== TASK ITEM ==
Narrow the data below down to the lines containing "given".

Dataset entries
———
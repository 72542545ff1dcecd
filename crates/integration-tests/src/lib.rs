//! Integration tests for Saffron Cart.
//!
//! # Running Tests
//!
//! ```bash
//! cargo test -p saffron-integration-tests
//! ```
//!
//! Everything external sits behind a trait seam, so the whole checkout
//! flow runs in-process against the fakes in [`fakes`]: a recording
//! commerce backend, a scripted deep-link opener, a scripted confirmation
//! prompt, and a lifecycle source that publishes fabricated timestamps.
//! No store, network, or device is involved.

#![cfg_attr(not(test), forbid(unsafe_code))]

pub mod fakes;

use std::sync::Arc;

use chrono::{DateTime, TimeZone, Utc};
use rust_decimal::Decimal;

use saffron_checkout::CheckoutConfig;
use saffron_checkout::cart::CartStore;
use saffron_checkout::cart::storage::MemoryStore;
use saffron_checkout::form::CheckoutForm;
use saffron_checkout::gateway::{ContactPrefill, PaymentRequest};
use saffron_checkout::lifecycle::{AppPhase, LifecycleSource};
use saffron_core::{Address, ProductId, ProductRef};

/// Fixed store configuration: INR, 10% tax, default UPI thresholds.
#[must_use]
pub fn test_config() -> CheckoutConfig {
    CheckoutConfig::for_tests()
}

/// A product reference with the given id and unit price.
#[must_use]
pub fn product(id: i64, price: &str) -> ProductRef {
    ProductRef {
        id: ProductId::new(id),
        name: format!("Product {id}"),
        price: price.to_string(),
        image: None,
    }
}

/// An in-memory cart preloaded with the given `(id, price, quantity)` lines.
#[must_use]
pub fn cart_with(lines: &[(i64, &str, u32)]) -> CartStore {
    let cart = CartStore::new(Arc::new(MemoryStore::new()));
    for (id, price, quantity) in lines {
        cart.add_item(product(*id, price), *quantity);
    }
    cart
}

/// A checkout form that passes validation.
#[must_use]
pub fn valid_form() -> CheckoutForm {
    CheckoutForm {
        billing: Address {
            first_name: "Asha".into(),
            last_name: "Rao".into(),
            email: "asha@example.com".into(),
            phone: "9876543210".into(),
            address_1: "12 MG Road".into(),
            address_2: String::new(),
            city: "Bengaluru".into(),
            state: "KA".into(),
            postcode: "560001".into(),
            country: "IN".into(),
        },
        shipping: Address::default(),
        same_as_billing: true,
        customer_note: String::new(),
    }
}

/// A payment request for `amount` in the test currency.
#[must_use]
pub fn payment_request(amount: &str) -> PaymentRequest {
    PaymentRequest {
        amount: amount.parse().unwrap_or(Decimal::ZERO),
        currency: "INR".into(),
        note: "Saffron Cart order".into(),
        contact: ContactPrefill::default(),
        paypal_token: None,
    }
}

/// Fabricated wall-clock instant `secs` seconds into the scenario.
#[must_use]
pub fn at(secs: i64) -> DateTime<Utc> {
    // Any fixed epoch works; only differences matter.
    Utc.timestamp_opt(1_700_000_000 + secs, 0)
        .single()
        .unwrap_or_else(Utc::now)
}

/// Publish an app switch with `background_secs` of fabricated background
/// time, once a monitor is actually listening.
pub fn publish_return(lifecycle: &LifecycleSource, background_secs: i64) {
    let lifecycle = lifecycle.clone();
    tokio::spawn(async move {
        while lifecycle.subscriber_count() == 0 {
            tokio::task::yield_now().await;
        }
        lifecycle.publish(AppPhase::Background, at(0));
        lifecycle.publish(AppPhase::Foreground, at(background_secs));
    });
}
———
== REPLY ==
/// A product reference with the given id and unit price.
/// An in-memory cart preloaded with the given `(id, price, quantity)` lines.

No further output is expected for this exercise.